- **PROBLEM TO SOLVE**
How do the records below read from their first line through the line containing "use crate::types::TransportMode;"? Write those lines out exactly.

- **INFORMATION GIVEN**

//! Configuration for capture, extraction, sessions, transport and logging.
//!
//! Every threshold used by the extractors lives here with its default, so it
//! can be tuned without touching extraction logic.

use serde::{Deserialize, Serialize};
use std::path::Path;

use crate::error::ProctorError;
use crate::features::layout::FeatureLayout;
use crate::types::TransportMode;

/// Default buffer high-water mark (events per buffer)
pub const DEFAULT_HIGH_WATER_MARK: usize = 2000;

#[derive(Debug, Clone, Default, PartialEq, Serialize, Deserialize)]
#[serde(default)]
pub struct ProctorConfig {
    pub capture: CaptureConfig,
    pub extraction: ExtractionConfig,
    pub session: SessionConfig,
    pub transport: TransportConfig,
    pub log: LogConfig,
}

#[derive(Debug, Clone, PartialEq, Serialize, Deserialize)]
#[serde(default)]
pub struct CaptureConfig {
    /// When a buffer grows past this many events it keeps only the most recent half
    pub high_water_mark: usize,
}

/// Extraction thresholds
#[derive(Debug, Clone, PartialEq, Serialize, Deserialize)]
#[serde(default)]
pub struct ExtractionConfig {
    /// Gaps between events longer than this count as idle (ms)
    pub idle_threshold_ms: f64,
    /// Maximum drift from the anchor for a dwell run (px)
    pub dwell_radius_px: f64,
    /// Minimum duration of a dwell run (ms)
    pub dwell_min_ms: f64,
    /// Maximum drift from the hover point (px)
    pub hover_radius_px: f64,
    /// Minimum duration of a hover run (ms)
    pub hover_min_ms: f64,
    /// Distance from the first sample that ends the transition phase (px)
    pub transition_threshold_px: f64,
    /// Floor for elapsed time in typing speed (s)
    pub min_elapsed_secs: f64,
}

#[derive(Debug, Clone, PartialEq, Serialize, Deserialize)]
#[serde(default)]
pub struct SessionConfig {
    pub keystroke_layout: FeatureLayout,
    pub transport_mode: TransportMode,
}

#[derive(Debug, Clone, PartialEq, Serialize, Deserialize)]
#[serde(default)]
pub struct TransportConfig {
    /// Scoring endpoint; submission is disabled when unset
    pub endpoint: Option<String>,
    pub timeout_secs: u64,
    pub connect_timeout_secs: u64,
    /// Windows waiting for the submission worker before new ones are dropped
    pub queue_capacity: usize,
}

#[derive(Debug, Clone, PartialEq, Serialize, Deserialize)]
#[serde(default)]
pub struct LogConfig {
    pub level: String,
    pub json: bool,
}

impl Default for CaptureConfig {
    fn default() -> Self {
        Self {
            high_water_mark: DEFAULT_HIGH_WATER_MARK,
        }
    }
}

impl Default for ExtractionConfig {
    fn default() -> Self {
        Self {
            idle_threshold_ms: 2000.0,
            dwell_radius_px: 3.0,
            dwell_min_ms: 250.0,
            hover_radius_px: 3.0,
            hover_min_ms: 200.0,
            transition_threshold_px: 5.0,
            min_elapsed_secs: 1.0,
        }
    }
}

impl Default for SessionConfig {
    fn default() -> Self {
        Self {
            keystroke_layout: FeatureLayout::KeystrokeExtendedV1,
            transport_mode: TransportMode::Vectors,
        }
    }
}

impl Default for TransportConfig {
    fn default() -> Self {
        Self {
            endpoint: None,
            timeout_secs: 15,
            connect_timeout_secs: 5,
            queue_capacity: 32,
        }
    }
}

impl Default for LogConfig {
    fn default() -> Self {
        Self {
            level: "info".to_string(),
            json: false,
        }
    }
}

impl ExtractionConfig {
    pub fn validate(&self) -> Result<(), ProctorError> {
        let checks = [
            ("idle_threshold_ms", self.idle_threshold_ms),
            ("dwell_radius_px", self.dwell_radius_px),
            ("dwell_min_ms", self.dwell_min_ms),
            ("hover_radius_px", self.hover_radius_px),
            ("hover_min_ms", self.hover_min_ms),
            ("transition_threshold_px", self.transition_threshold_px),
            ("min_elapsed_secs", self.min_elapsed_secs),
        ];
        for (name, value) in checks {
            if !value.is_finite() || value <= 0.0 {
                return Err(ProctorError::ConfigError(format!(
                    "extraction.{name} must be a positive number, got {value}"
                )));
            }
        }
        Ok(())
    }
}

impl ProctorConfig {
    /// Load from a JSON file
    pub fn load(path: &Path) -> Result<Self, ProctorError> {
        let data = std::fs::read_to_string(path)?;
        let config = Self::from_json(&data)?;
        Ok(config)
    }

    /// Load from a JSON file if present; otherwise return defaults
    pub fn load_or_default(path: &Path) -> Self {
        if !path.exists() {
            return Self::default();
        }
        match Self::load(path) {
            Ok(config) => config,
            Err(e) => {
                tracing::warn!(path = %path.display(), error = %e, "falling back to default config");
                Self::default()
            }
        }
    }

    /// Parse and validate a JSON document. Missing sections take their defaults.
    pub fn from_json(json: &str) -> Result<Self, ProctorError> {
        let config: ProctorConfig = serde_json::from_str(json)?;
        config.validate()?;
        Ok(config)
    }

    pub fn validate(&self) -> Result<(), ProctorError> {
        if self.capture.high_water_mark < 2 {
            return Err(ProctorError::ConfigError(
                "capture.high_water_mark must be at least 2".to_string(),
            ));
        }
        if self.transport.queue_capacity == 0 {
            return Err(ProctorError::ConfigError(
                "transport.queue_capacity must be at least 1".to_string(),
            ));
        }
        if !self.session.keystroke_layout.is_keystroke() {
            return Err(ProctorError::ConfigError(format!(
                "session.keystroke_layout must be a keystroke layout, got {}",
                self.session.keystroke_layout
            )));
        }
        self.extraction.validate()
    }
}
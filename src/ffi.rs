//! FFI bindings for Proctor Flux
//!
//! This module provides C-compatible functions for embedding the capture and
//! extraction core in a host (browser shell, desktop lockdown client).
//! All functions use C strings (null-terminated) and return allocated memory
//! that must be freed by the caller using `proctor_free_string`.

use std::cell::RefCell;
use std::ffi::{CStr, CString};
use std::os::raw::c_char;
use std::ptr;

use chrono::Utc;

use crate::config::ProctorConfig;
use crate::error::ProctorError;
use crate::schema::{InputAdapter, InputRecord, Windowing};
use crate::session::SessionAggregator;
use crate::types::{PointerKind, RawPointerEvent};

// Thread-local storage for the last error message
thread_local! {
    static LAST_ERROR: RefCell<Option<CString>> = const { RefCell::new(None) };
}

/// Set the last error message
fn set_last_error(msg: &str) {
    LAST_ERROR.with(|e| {
        *e.borrow_mut() = CString::new(msg).ok();
    });
}

/// Clear the last error message
fn clear_last_error() {
    LAST_ERROR.with(|e| {
        *e.borrow_mut() = None;
    });
}

/// Helper to convert C string to Rust string
unsafe fn cstr_to_string(ptr: *const c_char) -> Option<String> {
    if ptr.is_null() {
        return None;
    }
    CStr::from_ptr(ptr).to_str().ok().map(|s| s.to_string())
}

/// Helper to convert Rust string to C string (caller must free)
fn string_to_cstr(s: &str) -> *mut c_char {
    match CString::new(s) {
        Ok(cstr) => cstr.into_raw(),
        Err(_) => ptr::null_mut(),
    }
}

/// Config from an optional JSON string; NULL means defaults
unsafe fn config_from_ptr(config_json: *const c_char) -> Result<ProctorConfig, String> {
    if config_json.is_null() {
        return Ok(ProctorConfig::default());
    }
    let json = cstr_to_string(config_json).ok_or("Invalid config string pointer")?;
    ProctorConfig::from_json(&json).map_err(|e| e.to_string())
}

/// NaN or infinity marks a missing coordinate
fn coordinate(value: f64) -> Option<f64> {
    value.is_finite().then_some(value)
}

// ============================================================================
// Session API
// ============================================================================

/// Opaque handle to a SessionAggregator
pub struct ProctorSessionHandle {
    aggregator: SessionAggregator,
}

/// Create a session aggregator that is capturing immediately.
///
/// # Safety
/// - `config_json` must be NULL or a valid null-terminated C string.
/// - Must be freed with `proctor_session_free`.
/// - Returns NULL on error; call `proctor_last_error` to get the error message.
#[no_mangle]
pub unsafe extern "C" fn proctor_session_new(
    config_json: *const c_char,
) -> *mut ProctorSessionHandle {
    clear_last_error();

    match config_from_ptr(config_json) {
        Ok(config) => {
            let handle = Box::new(ProctorSessionHandle {
                aggregator: SessionAggregator::new(&config),
            });
            Box::into_raw(handle)
        }
        Err(e) => {
            set_last_error(&e);
            ptr::null_mut()
        }
    }
}

/// Free a session aggregator.
///
/// # Safety
/// - `session` must be a valid pointer returned by `proctor_session_new`, or NULL.
/// - After calling this function, the pointer is invalid.
#[no_mangle]
pub unsafe extern "C" fn proctor_session_free(session: *mut ProctorSessionHandle) {
    if !session.is_null() {
        drop(Box::from_raw(session));
    }
}

/// Record a key transition. `is_down` is non-zero for Down, zero for Up.
///
/// # Safety
/// - `session` must be a valid pointer returned by `proctor_session_new`.
/// - `key` must be a valid null-terminated C string.
/// - Returns 0 on success, non-zero on error.
#[no_mangle]
pub unsafe extern "C" fn proctor_session_record_key(
    session: *mut ProctorSessionHandle,
    key: *const c_char,
    is_down: i32,
    timestamp: f64,
) -> i32 {
    clear_last_error();

    if session.is_null() {
        set_last_error("Null session pointer");
        return -1;
    }
    let handle = &mut *session;

    let key_str = match cstr_to_string(key) {
        Some(s) => s,
        None => {
            set_last_error("Invalid key string pointer");
            return -1;
        }
    };

    if is_down != 0 {
        handle.aggregator.capture_key_down(&key_str, timestamp);
    } else {
        handle.aggregator.capture_key_up(&key_str, timestamp);
    }
    0
}

/// Record a pointer event.
///
/// `kind` is one of `move`, `click`, `hover`, `double_click`, `copy`, `cut`,
/// `paste`. Pass NaN for coordinates the event does not carry.
///
/// # Safety
/// - `session` must be a valid pointer returned by `proctor_session_new`.
/// - `kind` must be a valid null-terminated C string.
/// - Returns 0 on success, non-zero on error.
#[no_mangle]
pub unsafe extern "C" fn proctor_session_record_pointer(
    session: *mut ProctorSessionHandle,
    kind: *const c_char,
    x: f64,
    y: f64,
    timestamp: f64,
) -> i32 {
    clear_last_error();

    if session.is_null() {
        set_last_error("Null session pointer");
        return -1;
    }
    let handle = &mut *session;

    let kind_str = match cstr_to_string(kind) {
        Some(s) => s,
        None => {
            set_last_error("Invalid kind string pointer");
            return -1;
        }
    };
    let kind: PointerKind = match serde_json::from_value(serde_json::Value::String(kind_str)) {
        Ok(kind) => kind,
        Err(e) => {
            set_last_error(&format!("Unknown pointer kind: {e}"));
            return -1;
        }
    };

    handle
        .aggregator
        .capture_pointer(RawPointerEvent::new(kind, coordinate(x), coordinate(y), timestamp));
    0
}

/// Record a tab visibility change. `visible` is non-zero when shown.
///
/// # Safety
/// - `session` must be a valid pointer returned by `proctor_session_new`.
/// - Returns 0 on success, non-zero on error.
#[no_mangle]
pub unsafe extern "C" fn proctor_session_record_visibility(
    session: *mut ProctorSessionHandle,
    visible: i32,
    timestamp: f64,
) -> i32 {
    clear_last_error();

    if session.is_null() {
        set_last_error("Null session pointer");
        return -1;
    }
    let handle = &mut *session;
    handle
        .aggregator
        .capture_pointer(RawPointerEvent::focus_change(visible != 0, timestamp));
    0
}

/// Record one input record given as JSON (`{"type": "keydown", ...}`).
///
/// # Safety
/// - `session` must be a valid pointer returned by `proctor_session_new`.
/// - `record_json` must be a valid null-terminated C string.
/// - Returns 0 on success, non-zero on error.
#[no_mangle]
pub unsafe extern "C" fn proctor_session_record_json(
    session: *mut ProctorSessionHandle,
    record_json: *const c_char,
) -> i32 {
    clear_last_error();

    if session.is_null() {
        set_last_error("Null session pointer");
        return -1;
    }
    let handle = &mut *session;

    let json_str = match cstr_to_string(record_json) {
        Some(s) => s,
        None => {
            set_last_error("Invalid JSON string pointer");
            return -1;
        }
    };

    match serde_json::from_str::<InputRecord>(&json_str) {
        Ok(record) => {
            InputAdapter::apply(&mut handle.aggregator, &record);
            0
        }
        Err(e) => {
            set_last_error(&e.to_string());
            -1
        }
    }
}

/// Tag subsequent windows with a question index. A negative index clears it.
///
/// # Safety
/// - `session` must be a valid pointer returned by `proctor_session_new`.
/// - Returns 0 on success, non-zero on error.
#[no_mangle]
pub unsafe extern "C" fn proctor_session_set_question(
    session: *mut ProctorSessionHandle,
    index: i64,
) -> i32 {
    clear_last_error();

    if session.is_null() {
        set_last_error("Null session pointer");
        return -1;
    }
    let handle = &mut *session;
    handle
        .aggregator
        .set_question_index(u32::try_from(index).ok());
    0
}

/// Close the current window and return its report as JSON.
///
/// # Safety
/// - `session` must be a valid pointer returned by `proctor_session_new`.
/// - Returns a newly allocated string that must be freed with `proctor_free_string`.
/// - Returns NULL on error; call `proctor_last_error` to get the error message.
#[no_mangle]
pub unsafe extern "C" fn proctor_session_flush(session: *mut ProctorSessionHandle) -> *mut c_char {
    clear_last_error();

    if session.is_null() {
        set_last_error("Null session pointer");
        return ptr::null_mut();
    }
    let handle = &mut *session;

    let report = handle.aggregator.flush();
    match serde_json::to_string(&report) {
        Ok(json) => string_to_cstr(&json),
        Err(e) => {
            set_last_error(&e.to_string());
            ptr::null_mut()
        }
    }
}

/// Stop capture and discard buffered events.
///
/// # Safety
/// - `session` must be a valid pointer returned by `proctor_session_new`.
#[no_mangle]
pub unsafe extern "C" fn proctor_session_stop(session: *mut ProctorSessionHandle) {
    if let Some(handle) = session.as_mut() {
        handle.aggregator.stop();
    }
}

/// Resume capture after `proctor_session_stop`.
///
/// # Safety
/// - `session` must be a valid pointer returned by `proctor_session_new`.
#[no_mangle]
pub unsafe extern "C" fn proctor_session_start(session: *mut ProctorSessionHandle) {
    if let Some(handle) = session.as_mut() {
        handle.aggregator.start();
    }
}

// ============================================================================
// Stateless API
// ============================================================================

/// Extract one window from a batch of input records (JSON array or NDJSON).
///
/// # Safety
/// - `records` must be a valid null-terminated C string.
/// - `config_json` must be NULL or a valid null-terminated C string.
/// - Returns a newly allocated JSON array of window reports that must be
///   freed with `proctor_free_string`.
/// - Returns NULL on error; call `proctor_last_error` to get the error message.
#[no_mangle]
pub unsafe extern "C" fn proctor_extract(
    records: *const c_char,
    config_json: *const c_char,
) -> *mut c_char {
    clear_last_error();

    let input = match cstr_to_string(records) {
        Some(s) => s,
        None => {
            set_last_error("Invalid records string pointer");
            return ptr::null_mut();
        }
    };
    let config = match config_from_ptr(config_json) {
        Ok(config) => config,
        Err(e) => {
            set_last_error(&e);
            return ptr::null_mut();
        }
    };

    let result = InputAdapter::parse(&input)
        .and_then(|records| {
            InputAdapter::replay(&records, &config, Utc::now(), Windowing::Single)
        })
        .and_then(|reports| serde_json::to_string(&reports).map_err(ProctorError::JsonError));

    match result {
        Ok(json) => string_to_cstr(&json),
        Err(e) => {
            set_last_error(&e.to_string());
            ptr::null_mut()
        }
    }
}

// ============================================================================
// Memory Management
// ============================================================================

/// Free a string returned by Proctor functions.
///
/// # Safety
/// - `ptr` must be a valid pointer returned by a Proctor function, or NULL.
/// - After calling this function, the pointer is invalid.
#[no_mangle]
pub unsafe extern "C" fn proctor_free_string(ptr: *mut c_char) {
    if !ptr.is_null() {
        drop(CString::from_raw(ptr));
    }
}

// ============================================================================
// Error Handling
// ============================================================================

/// Get the last error message.
///
/// # Safety
/// - Returns a pointer to a thread-local error string.
/// - The returned pointer is valid until the next Proctor function call on this thread.
/// - Do NOT free the returned pointer.
/// - Returns NULL if no error occurred.
#[no_mangle]
pub unsafe extern "C" fn proctor_last_error() -> *const c_char {
    LAST_ERROR.with(|e| match &*e.borrow() {
        Some(cstr) => cstr.as_ptr(),
        None => ptr::null(),
    })
}

/// Get the library version.
///
/// # Safety
/// - Returns a pointer to a static string. Do NOT free.
#[no_mangle]
pub unsafe extern "C" fn proctor_version() -> *const c_char {
    static VERSION: &[u8] = concat!(env!("CARGO_PKG_VERSION"), "\0").as_bytes();
    VERSION.as_ptr() as *const c_char
}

- **RESPONSE BOX**
//! Configuration for capture, extraction, sessions, transport and logging.
//!
//! Every threshold used by the extractors lives here with its default, so it
//! can be tuned without touching extraction logic.

use serde::{Deserialize, Serialize};
use std::path::Path;

use crate::error::ProctorError;
use crate::features::layout::FeatureLayout;
use crate::types::TransportMode;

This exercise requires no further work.